* **Problem requirements**
In the listing below, find each line that holds "GameClock" and list it.

* **Recorded data**
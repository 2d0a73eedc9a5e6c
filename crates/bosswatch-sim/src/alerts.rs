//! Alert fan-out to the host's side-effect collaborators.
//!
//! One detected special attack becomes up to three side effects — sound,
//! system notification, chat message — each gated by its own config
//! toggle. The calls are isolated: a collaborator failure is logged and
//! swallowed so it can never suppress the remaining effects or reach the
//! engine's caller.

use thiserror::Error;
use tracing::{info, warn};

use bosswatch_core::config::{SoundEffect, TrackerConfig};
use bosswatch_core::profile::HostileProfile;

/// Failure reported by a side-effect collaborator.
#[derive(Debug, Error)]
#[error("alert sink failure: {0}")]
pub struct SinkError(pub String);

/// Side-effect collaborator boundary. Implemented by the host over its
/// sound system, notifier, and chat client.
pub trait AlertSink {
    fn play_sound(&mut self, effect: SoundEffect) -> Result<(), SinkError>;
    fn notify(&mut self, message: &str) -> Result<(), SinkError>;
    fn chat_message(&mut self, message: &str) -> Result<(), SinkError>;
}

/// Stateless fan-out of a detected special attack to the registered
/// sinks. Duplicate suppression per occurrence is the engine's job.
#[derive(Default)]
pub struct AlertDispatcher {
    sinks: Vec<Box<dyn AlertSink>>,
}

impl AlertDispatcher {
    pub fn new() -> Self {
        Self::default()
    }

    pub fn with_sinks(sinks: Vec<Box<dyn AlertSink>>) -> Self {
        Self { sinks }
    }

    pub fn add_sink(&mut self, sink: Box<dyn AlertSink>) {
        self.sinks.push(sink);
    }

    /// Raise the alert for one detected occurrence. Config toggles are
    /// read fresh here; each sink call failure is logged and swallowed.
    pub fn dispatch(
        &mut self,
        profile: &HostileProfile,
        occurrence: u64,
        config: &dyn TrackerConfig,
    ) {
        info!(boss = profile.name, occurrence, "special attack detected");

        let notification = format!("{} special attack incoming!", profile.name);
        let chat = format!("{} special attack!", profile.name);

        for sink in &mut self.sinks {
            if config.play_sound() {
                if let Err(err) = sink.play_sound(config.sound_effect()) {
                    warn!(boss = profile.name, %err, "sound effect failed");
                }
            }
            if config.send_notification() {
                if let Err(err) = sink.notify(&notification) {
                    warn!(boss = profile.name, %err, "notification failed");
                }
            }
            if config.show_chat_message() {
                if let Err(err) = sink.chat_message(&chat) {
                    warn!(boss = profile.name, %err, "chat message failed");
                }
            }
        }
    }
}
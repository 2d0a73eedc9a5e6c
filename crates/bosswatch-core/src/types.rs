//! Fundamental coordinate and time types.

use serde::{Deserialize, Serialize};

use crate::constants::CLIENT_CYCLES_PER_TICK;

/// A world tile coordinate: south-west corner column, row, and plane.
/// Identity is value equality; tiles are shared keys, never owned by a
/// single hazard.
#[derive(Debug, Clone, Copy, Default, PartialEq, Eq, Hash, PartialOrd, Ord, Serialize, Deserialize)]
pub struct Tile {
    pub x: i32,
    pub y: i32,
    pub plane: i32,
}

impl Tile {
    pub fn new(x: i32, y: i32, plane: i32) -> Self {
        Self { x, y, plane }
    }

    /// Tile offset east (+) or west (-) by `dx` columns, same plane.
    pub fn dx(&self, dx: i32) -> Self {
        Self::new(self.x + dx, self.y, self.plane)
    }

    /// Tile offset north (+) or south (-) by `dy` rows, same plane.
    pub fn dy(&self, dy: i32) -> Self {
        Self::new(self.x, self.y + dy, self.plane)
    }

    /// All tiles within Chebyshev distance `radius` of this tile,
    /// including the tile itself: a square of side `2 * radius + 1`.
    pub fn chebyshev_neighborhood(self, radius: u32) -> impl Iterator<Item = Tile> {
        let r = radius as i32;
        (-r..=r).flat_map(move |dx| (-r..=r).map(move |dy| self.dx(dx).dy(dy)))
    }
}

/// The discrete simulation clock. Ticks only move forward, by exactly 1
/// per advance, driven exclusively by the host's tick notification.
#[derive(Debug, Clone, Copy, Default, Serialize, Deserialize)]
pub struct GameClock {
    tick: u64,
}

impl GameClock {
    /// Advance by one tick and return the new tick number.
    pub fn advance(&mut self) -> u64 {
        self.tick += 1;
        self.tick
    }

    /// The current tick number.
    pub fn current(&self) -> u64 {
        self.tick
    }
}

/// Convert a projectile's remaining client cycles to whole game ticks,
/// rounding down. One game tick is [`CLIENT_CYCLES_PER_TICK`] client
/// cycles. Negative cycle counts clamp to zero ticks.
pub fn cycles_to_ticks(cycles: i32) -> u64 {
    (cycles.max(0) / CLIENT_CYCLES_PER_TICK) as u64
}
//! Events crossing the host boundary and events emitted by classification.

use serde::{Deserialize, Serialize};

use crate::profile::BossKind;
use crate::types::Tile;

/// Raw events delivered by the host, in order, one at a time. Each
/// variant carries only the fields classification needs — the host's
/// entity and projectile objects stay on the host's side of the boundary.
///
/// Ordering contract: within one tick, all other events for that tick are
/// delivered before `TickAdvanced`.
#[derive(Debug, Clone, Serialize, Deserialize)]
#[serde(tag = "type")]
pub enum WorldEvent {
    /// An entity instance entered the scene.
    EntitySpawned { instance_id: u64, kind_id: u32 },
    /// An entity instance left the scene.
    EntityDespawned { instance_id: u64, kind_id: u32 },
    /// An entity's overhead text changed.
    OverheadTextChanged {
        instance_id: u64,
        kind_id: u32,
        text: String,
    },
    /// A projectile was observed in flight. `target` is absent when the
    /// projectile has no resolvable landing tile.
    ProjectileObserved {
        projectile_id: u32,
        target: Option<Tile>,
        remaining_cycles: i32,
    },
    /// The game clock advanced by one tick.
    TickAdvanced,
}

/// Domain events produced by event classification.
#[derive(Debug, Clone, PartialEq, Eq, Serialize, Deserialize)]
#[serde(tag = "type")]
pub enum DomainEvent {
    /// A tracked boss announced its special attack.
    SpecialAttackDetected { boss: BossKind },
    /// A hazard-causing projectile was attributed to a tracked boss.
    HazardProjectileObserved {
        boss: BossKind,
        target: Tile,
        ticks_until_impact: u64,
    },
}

* **Response**
pub struct GameClock {
impl GameClock {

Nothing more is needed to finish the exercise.